Union of Two Arrays

Description

This problem is about the Disjoint Set Union (DSU) data structure, also known as Union-Find.

You are given N nodes numbered from 1 to N. Initially, every node belongs to its own separate set (no nodes are connected). You need to implement two operations:

union_(x, y): Merge the set containing node x with the set containing node y. After this operation, x and y (and all nodes in their respective sets) belong to the same set.
isConnected(x, y): Determine whether nodes x and y belong to the same set. Return 1 if they are in the same set, and 0 otherwise.

You are given two arrays par[] and rank1[] initialized as par[i] = i and rank1[i] = 1 for all i.
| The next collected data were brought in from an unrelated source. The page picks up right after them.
//! Error types for sqlasm

use crate::predicate::PredicateId;
use thiserror::Error;

/// Result type alias for sqlasm operations
pub type AsmResult<T> = Result<T, AsmError>;

/// Error types for statement assembly
#[derive(Debug, Clone, PartialEq, Error)]
pub enum AsmError {
    /// A condition token references a predicate that was never defined
    #[error("Unresolved predicate reference: {0}")]
    UnresolvedPredicate(PredicateId),

    /// Placeholder markers and bound values are out of step
    #[error("Placeholder mismatch: {markers} marker(s) but {params} value(s)")]
    PlaceholderMismatch { markers: usize, params: usize },

    /// A value with no SQL literal form was inlined
    #[error("Value has no SQL literal form: {0}")]
    UnrepresentableLiteral(String),

    /// Builder state rejected by a generator
    #[error("Validation error: {0}")]
    Validation(String),
}

impl AsmError {
    /// Create a validation error
    pub fn validation(message: impl Into<String>) -> Self {
        Self::Validation(message.into())
    }

    /// Create a placeholder mismatch error
    pub fn placeholder_mismatch(markers: usize, params: usize) -> Self {
        Self::PlaceholderMismatch { markers, params }
    }

    /// Check if this is an unresolved predicate error
    pub fn is_unresolved_predicate(&self) -> bool {
        matches!(self, Self::UnresolvedPredicate(_))
    }

    /// Check if this is a validation error
    pub fn is_validation(&self) -> bool {
        matches!(self, Self::Validation(_))
    }
}
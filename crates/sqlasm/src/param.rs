//! Positional parameter storage.

use crate::dialect::Dialect;
use crate::value::Value;

/// Ordered list of bound values.
///
/// The i-th value belongs to the i-th placeholder marker of the SQL text it
/// was collected for. Values are only ever appended through [`ParamList::bind`]
/// (marker and value together) or [`ParamList::push`] (caller wrote the marker).
#[derive(Clone, Debug, Default, PartialEq)]
pub struct ParamList {
    params: Vec<Value>,
}

impl ParamList {
    /// Create a new empty parameter list.
    pub fn new() -> Self {
        Self { params: Vec::new() }
    }

    /// Add a parameter and return its 1-based index.
    pub fn push(&mut self, value: impl Into<Value>) -> usize {
        self.params.push(value.into());
        self.params.len()
    }

    /// Write `value` into `sql`: a generic marker plus one parameter, or the
    /// expression itself for [`Value::Raw`].
    pub fn bind(&mut self, sql: &mut String, dialect: &dyn Dialect, value: &Value) {
        match value {
            Value::Raw(expr) => sql.push_str(expr),
            _ => {
                sql.push_str(dialect.placeholder_marker());
                self.params.push(value.clone());
            }
        }
    }

    /// Get the current parameter count.
    pub fn len(&self) -> usize {
        self.params.len()
    }

    /// Check if the list is empty.
    pub fn is_empty(&self) -> bool {
        self.params.is_empty()
    }

    /// Borrow the values in marker order.
    pub fn as_slice(&self) -> &[Value] {
        &self.params
    }

    /// Take the values out of the list.
    pub fn into_vec(self) -> Vec<Value> {
        self.params
    }
}

#[cfg(test)]
mod tests {
    use super::*;
    use crate::dialect::Ansi;

    #[test]
    fn bind_appends_marker_and_value() {
        let mut params = ParamList::new();
        let mut sql = String::from("a = ");
        params.bind(&mut sql, &Ansi, &Value::Int(1));
        assert_eq!(sql, "a = ?");
        assert_eq!(params.as_slice(), &[Value::Int(1)]);
    }

    #[test]
    fn bind_raw_writes_expression_only() {
        let mut params = ParamList::new();
        let mut sql = String::from("a = ");
        params.bind(&mut sql, &Ansi, &Value::raw("NOW()"));
        assert_eq!(sql, "a = NOW()");
        assert!(params.is_empty());
    }

    #[test]
    fn push_returns_one_based_index() {
        let mut params = ParamList::new();
        assert_eq!(params.push(10), 1);
        assert_eq!(params.push("x"), 2);
        assert_eq!(params.len(), 2);
    }
}
use super::Builder;
use crate::error::{AsmError, AsmResult};
use crate::param::ParamList;
use crate::row::Row;
use crate::statement::{Statement, StatementKind};
use crate::trace;

impl Builder {
    /// Render a multi-row `INSERT INTO table(f1, f2) VALUES (?, ?), (?, ?)`.
    ///
    /// The column list comes from the first row. Later rows are written in
    /// their own field order; a row whose fields differ from the first row is
    /// logged but not rejected.
    ///
    /// Conditions, ordering and pagination are ignored.
    pub fn for_insert(&self, rows: &[Row]) -> AsmResult<Statement> {
        let Some(first) = rows.first() else {
            return Err(AsmError::validation("INSERT requires at least one row"));
        };
        if first.is_empty() {
            return Err(AsmError::validation("INSERT row has no fields"));
        }

        let dialect = self.dialect.as_ref();
        let mut params = ParamList::new();

        let fields: Vec<String> = first.fields().map(|f| dialect.quote_identifier(f)).collect();
        let mut sql = format!(
            "INSERT INTO {}({}) VALUES ",
            self.table_sql()?,
            fields.join(", ")
        );

        for (i, row) in rows.iter().enumerate() {
            if i > 0 {
                sql.push_str(", ");
                if !row.fields().eq(first.fields()) {
                    trace::row_shape_mismatch(&self.table, i);
                }
            }
            sql.push('(');
            for (j, (_, value)) in row.iter().enumerate() {
                if j > 0 {
                    sql.push_str(", ");
                }
                params.bind(&mut sql, dialect, value);
            }
            sql.push(')');
        }

        self.finish(StatementKind::Insert, sql, params)
    }
}
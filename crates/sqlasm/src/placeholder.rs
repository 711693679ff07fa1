//! Placeholder marker passes over assembled SQL text.
//!
//! Generators emit the dialect's generic marker (see
//! [`Dialect::placeholder_marker`]). Once a statement is fully assembled one of
//! two passes runs over its text:
//!
//! - [`renumber`] rewrites each marker into the dialect's final form
//!   (`$1, $2, ...` for Postgres);
//! - [`inline`] replaces each marker with the matching parameter rendered as a
//!   literal.
//!
//! Both walk the text left to right and skip anything inside single-quoted
//! literals and double-quoted or backtick-quoted identifiers, so a `?` in
//! `'what?'` is never mistaken for a marker.

use crate::dialect::Dialect;
use crate::error::{AsmError, AsmResult};
use crate::param::ParamList;
use crate::value::Value;
use std::convert::Infallible;

/// Walk `sql`, copying it to a new string and handing every marker occurrence
/// outside quoted text to `on_marker` (with its 1-based position) instead of
/// copying it. Returns the rewritten text and the number of markers seen.
fn scan<E, F>(
    sql: &str,
    marker: &str,
    backslash_escapes: bool,
    mut on_marker: F,
) -> Result<(String, usize), E>
where
    F: FnMut(usize, &mut String) -> Result<(), E>,
{
    let mut out = String::with_capacity(sql.len());
    let mut quote: Option<char> = None;
    let mut escaped = false;
    let mut count = 0;
    let mut pos = 0;

    while pos < sql.len() {
        let rest = &sql[pos..];
        let Some(ch) = rest.chars().next() else {
            break;
        };

        match quote {
            None if !marker.is_empty() && rest.starts_with(marker) => {
                count += 1;
                on_marker(count, &mut out)?;
                pos += marker.len();
                continue;
            }
            None => {
                if matches!(ch, '\'' | '"' | '`') {
                    quote = Some(ch);
                }
            }
            Some(q) => {
                if escaped {
                    escaped = false;
                } else if backslash_escapes && ch == '\\' && q != '`' {
                    escaped = true;
                } else if ch == q {
                    // A doubled quote closes and immediately reopens.
                    quote = None;
                }
            }
        }

        out.push(ch);
        pos += ch.len_utf8();
    }

    Ok((out, count))
}

fn infallible<T>(result: Result<T, Infallible>) -> T {
    match result {
        Ok(v) => v,
        Err(never) => match never {},
    }
}

/// Count generic markers outside quoted text.
pub fn count_markers(sql: &str, dialect: &dyn Dialect) -> usize {
    let marker = dialect.placeholder_marker();
    let (_, count) = infallible(scan(sql, marker, dialect.backslash_escapes(), |_, out| {
        out.push_str(marker);
        Ok(())
    }));
    count
}

/// Rewrite every generic marker into the dialect's numbered form, left to
/// right.
///
/// # Example
/// ```ignore
/// let sql = renumber("SELECT * FROM t WHERE a = ? AND b = '?' AND c = ?", &Postgres);
/// assert_eq!(sql, "SELECT * FROM t WHERE a = $1 AND b = '?' AND c = $2");
/// ```
pub fn renumber(sql: &str, dialect: &dyn Dialect) -> String {
    let (out, _) = infallible(scan(
        sql,
        dialect.placeholder_marker(),
        dialect.backslash_escapes(),
        |idx, out| {
            out.push_str(&dialect.numbered_placeholder(idx));
            Ok(())
        },
    ));
    out
}

/// Bind the values of a caller-written fragment that already contains generic
/// markers, one value per marker.
///
/// [`Value::Raw`] values replace their marker with the raw expression; every
/// other value keeps the marker and is appended to `params`.
pub(crate) fn bind_fragment(
    sql: &str,
    values: &[Value],
    dialect: &dyn Dialect,
    params: &mut ParamList,
) -> AsmResult<String> {
    let markers = count_markers(sql, dialect);
    if markers != values.len() {
        return Err(AsmError::placeholder_mismatch(markers, values.len()));
    }
    if values.is_empty() {
        return Ok(sql.to_string());
    }

    let (out, _) = infallible(scan(
        sql,
        dialect.placeholder_marker(),
        dialect.backslash_escapes(),
        |idx, out| {
            params.bind(out, dialect, &values[idx - 1]);
            Ok(())
        },
    ));
    Ok(out)
}

/// Replace every canonical marker with the matching parameter rendered as a
/// literal.
///
/// Fails when a value has no literal form or when the number of markers and
/// parameters differ.
pub fn inline(sql: &str, params: &[Value], dialect: &dyn Dialect) -> AsmResult<String> {
    let (out, count) = scan(
        sql,
        dialect.canonical_placeholder(),
        dialect.backslash_escapes(),
        |idx, out| {
            let value = params
                .get(idx - 1)
                .ok_or_else(|| AsmError::placeholder_mismatch(idx, params.len()))?;
            out.push_str(&dialect.render_literal(value)?);
            Ok(())
        },
    )?;

    if count != params.len() {
        return Err(AsmError::placeholder_mismatch(count, params.len()));
    }
    Ok(out)
}
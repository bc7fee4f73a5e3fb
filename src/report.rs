use std::fmt::Write;

use chrono::NaiveDate;

use crate::cohort;
use crate::course::Baseline;
use crate::grades::IMPROVEMENT_THRESHOLD;
use crate::models::{CohortEntry, CourseRecord, CourseSummary, StudentRecord};
use crate::service::CohortReport;

fn course_cell(course: &CourseRecord) -> String {
    let mut cell = course
        .grade
        .map(|letter| letter.to_string())
        .unwrap_or_else(|| "N/A".to_string());
    if course.improvement_applied {
        if let Some(original) = course.original_grade {
            let _ = write!(cell, " (imp, was {original})");
        } else {
            cell.push_str(" (imp)");
        }
    }
    if course.projected {
        cell.push_str(" (what-if)");
    }
    cell
}

pub fn student_transcript(record: &StudentRecord) -> String {
    let mut output = String::new();
    let name = record.name.as_deref().unwrap_or("Unknown student");

    let _ = writeln!(output, "# {} ({})", name, record.id);
    let _ = writeln!(
        output,
        "Session {} | CGPA {:.3} | GPA std-dev {}",
        record.session,
        record.overall_cgpa,
        record
            .gpa_std_dev
            .map(|value| format!("{value:.3}"))
            .unwrap_or_else(|| "n/a".to_string())
    );

    for semester in record.semesters.values() {
        let _ = writeln!(output);
        let _ = writeln!(output, "## {} ({})", semester.display_name, semester.key);
        if !semester.has_data() {
            let _ = writeln!(output, "No results published.");
            continue;
        }
        let _ = writeln!(
            output,
            "GPA {:.3} | YGPA {:.3} | CGPA {:.3} | {} credits",
            semester.gpa, semester.ygpa, semester.cgpa, semester.total_credits
        );
        for course in &semester.courses {
            let marker = if course.has_improvement_opportunity { " *" } else { "" };
            let _ = writeln!(output, "- {}: {}{}", course.code, course_cell(course), marker);
        }
    }

    if record.semesters.values().any(|s| {
        s.has_data() && s.courses.iter().any(|c| c.has_improvement_opportunity)
    }) {
        let _ = writeln!(output);
        let _ = writeln!(output, "`*` eligible for an improvement sitting");
    }

    if !record.anomalies.is_empty() {
        let _ = writeln!(output);
        let _ = writeln!(output, "## Data Warnings");
        for anomaly in &record.anomalies {
            let _ = writeln!(output, "- {anomaly}");
        }
    }

    output
}

fn entry_line(entry: &CohortEntry) -> String {
    format!(
        "| {} | {} | {} | {} | {:.3} | {:.3} | {} |",
        entry.rank,
        entry.id,
        entry.name.as_deref().unwrap_or("-"),
        entry.session,
        entry.cgpa,
        entry.gpa_std_dev,
        entry.semesters_with_data
    )
}

pub fn ranking_table(entries: &[CohortEntry]) -> String {
    let mut output = String::new();
    let _ = writeln!(output, "| Rank | Roll | Name | Session | CGPA | GPA std-dev | Semesters |");
    let _ = writeln!(output, "|---|---|---|---|---|---|---|");
    for entry in entries {
        let _ = writeln!(output, "{}", entry_line(entry));
    }
    output
}

pub fn cohort_report(report: &CohortReport, top: usize, generated: NaiveDate) -> String {
    let mut output = String::new();

    let _ = writeln!(output, "# Cohort Results Report");
    let _ = writeln!(
        output,
        "Generated {} for {} students ({} not found, {} failed)",
        generated,
        report.ranked.len() + report.missing.len() + report.failed.len(),
        report.missing.len(),
        report.failed.len()
    );
    let _ = writeln!(output);

    let _ = writeln!(output, "## Top Performers");
    if report.ranked.is_empty() {
        let _ = writeln!(output, "No students with published results.");
    } else {
        for entry in cohort::top_n(&report.ranked, top) {
            let _ = writeln!(
                output,
                "- #{} {} ({}) CGPA {:.3}",
                entry.rank,
                entry.name.as_deref().unwrap_or("-"),
                entry.id,
                entry.cgpa
            );
        }
    }

    let _ = writeln!(output);
    let _ = writeln!(output, "## Full Ranking");
    if report.ranked.is_empty() {
        let _ = writeln!(output, "No students with published results.");
    } else {
        output.push_str(&ranking_table(&report.ranked));
    }

    let improvable: Vec<(&StudentRecord, usize)> = report
        .students
        .iter()
        .map(|student| {
            let count = student
                .semesters
                .values()
                .filter(|semester| semester.has_data())
                .flat_map(|semester| &semester.courses)
                .filter(|course| course.grade.is_some() && course.grade_point < IMPROVEMENT_THRESHOLD)
                .count();
            (student, count)
        })
        .filter(|(_, count)| *count > 0)
        .collect();

    let _ = writeln!(output);
    let _ = writeln!(output, "## Improvement Candidates");
    if improvable.is_empty() {
        let _ = writeln!(output, "No graded courses below B-.");
    } else {
        for (student, count) in improvable {
            let _ = writeln!(
                output,
                "- {} ({}): {} course(s) below B-",
                student.name.as_deref().unwrap_or("-"),
                student.id,
                count
            );
        }
    }

    if !report.missing.is_empty() {
        let _ = writeln!(output);
        let _ = writeln!(output, "## Not Found");
        for id in &report.missing {
            let _ = writeln!(output, "- {id}");
        }
    }

    if !report.failed.is_empty() {
        let _ = writeln!(output);
        let _ = writeln!(output, "## Fetch Failures");
        for (id, reason) in &report.failed {
            let _ = writeln!(output, "- {id}: {reason}");
        }
    }

    output
}

pub fn course_report(summary: &CourseSummary, baseline: Option<&Baseline>) -> String {
    let mut output = String::new();

    let _ = writeln!(output, "# Course {}", summary.code);
    let _ = writeln!(
        output,
        "{} graded | mean grade point {:.3}",
        summary.total_graded, summary.mean_grade_point
    );
    if let Some(baseline) = baseline {
        let _ = writeln!(
            output,
            "Overall average {:.3} across {} grades ({:+.3})",
            baseline.mean_grade_point,
            baseline.graded,
            summary.mean_grade_point - baseline.mean_grade_point
        );
    }

    let _ = writeln!(output);
    let _ = writeln!(output, "## Grade Distribution");
    for (letter, count) in &summary.distribution {
        let _ = writeln!(output, "- {letter}: {count}");
    }

    let _ = writeln!(output);
    let _ = writeln!(output, "## Sittings");
    for sitting in &summary.sittings {
        let _ = writeln!(
            output,
            "- {} ({} {}): {} graded, mean {:.3}",
            sitting.table,
            sitting.exam_year,
            sitting.result_type.as_str(),
            sitting.graded,
            sitting.mean_grade_point
        );
    }

    output
}

#[cfg(test)]
mod tests {
    use super::*;
    use crate::aggregate::build_student_record;
    use crate::aggregate::tests::row;
    use crate::models::ResultType;

    fn record() -> StudentRecord {
        let rows = vec![
            row("1807001", 1, 1, 2019, ResultType::Regular, &[("111", "A+"), ("112", "F")]),
            row("1807001", 1, 1, 2020, ResultType::Improvement, &[("112", "B")]),
        ];
        build_student_record(&"1807001".parse().unwrap(), Some("Nadia Rahman".into()), &rows)
            .unwrap()
    }

    #[test]
    fn transcript_marks_improvements_and_empty_semesters() {
        let text = student_transcript(&record());
        assert!(text.contains("# Nadia Rahman (1807001)"));
        assert!(text.contains("- 112: B (imp, was F) *"));
        assert!(text.contains("No results published."));
    }

    #[test]
    fn cohort_report_lists_missing_ids() {
        let student = record();
        let report = CohortReport {
            ranked: cohort::rank_students(std::slice::from_ref(&student)),
            students: vec![student],
            missing: vec!["1807099".parse().unwrap()],
            failed: vec![("1807098".parse().unwrap(), "connection reset".to_string())],
        };
        let date = NaiveDate::from_ymd_opt(2026, 10, 18).unwrap();
        let text = cohort_report(&report, 5, date);
        assert!(text.contains("Generated 2026-10-18 for 3 students (1 not found, 1 failed)"));
        assert!(text.contains("| 1 | 1807001 | Nadia Rahman | 18 |"));
        assert!(text.contains("## Not Found\n- 1807099"));
        assert!(text.contains("## Fetch Failures\n- 1807098: connection reset"));
    }

    #[test]
    fn improvement_candidates_use_effective_grades() {
        // F lifted to B no longer counts; a standing C still does
        let improved = record();
        let rows = vec![row(
            "1807002",
            1,
            1,
            2019,
            ResultType::Regular,
            &[("111", "C"), ("112", "A")],
        )];
        let weak = build_student_record(&"1807002".parse().unwrap(), None, &rows).unwrap();
        let students = vec![improved, weak];
        let report = CohortReport {
            ranked: cohort::rank_students(&students),
            students,
            missing: Vec::new(),
            failed: Vec::new(),
        };
        let text = cohort_report(&report, 5, NaiveDate::from_ymd_opt(2026, 10, 18).unwrap());
        assert!(text.contains("- - (1807002): 1 course(s) below B-"));
        assert!(!text.contains("(1807001): "));
        assert!(!text.contains("## Fetch Failures"));
    }
}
Use these arrays to efficiently manage the disjoint sets.

Examples

Example 1

Input: N = 5, Queries: Union(1,3), isConnected(1,2), Union(1,5), isConnected(3,5)

Output: 0 1

Explanation:

Initially, each node is its own set: {1}, {2}, {3}, {4}, {5}.
Union(1,3): Merge sets containing 1 and 3. Now: {1,3}, {2}, {4}, {5}.
isConnected(1,2): Nodes 1 and 2 are in different sets. Return 0.
Union(1,5): Merge sets containing 1 and 5. Node 1 is in set {1,3}, so now: {1,3,5}, {2}, {4}.
isConnected(3,5): Both 3 and 5 are in set {1,3,5}. Return 1.

Constraints

1 ≤ N ≤ 10^5
1 ≤ Q ≤ 10^5 (number of union/isConnected queries)
1 ≤ x, y ≤ N

Expected Complexity:

Time: O(N + Q) (nearly O(α(N)) per operation with optimizations)
Space: O(1) auxiliary (the par[] and rank1[] arrays are provided)

Editorial

Brute Force - Naive Union-Find

Intuition

The core idea behind Union-Find is to represent each set as a tree, where every node has a parent pointer. The root of a tree is the representative (or "leader") of that set. Two nodes belong to the same set if and only if they have the same root.

Initially, each node is its own root — it points to itself: par[i] = i. This means every node starts in a set containing just itself.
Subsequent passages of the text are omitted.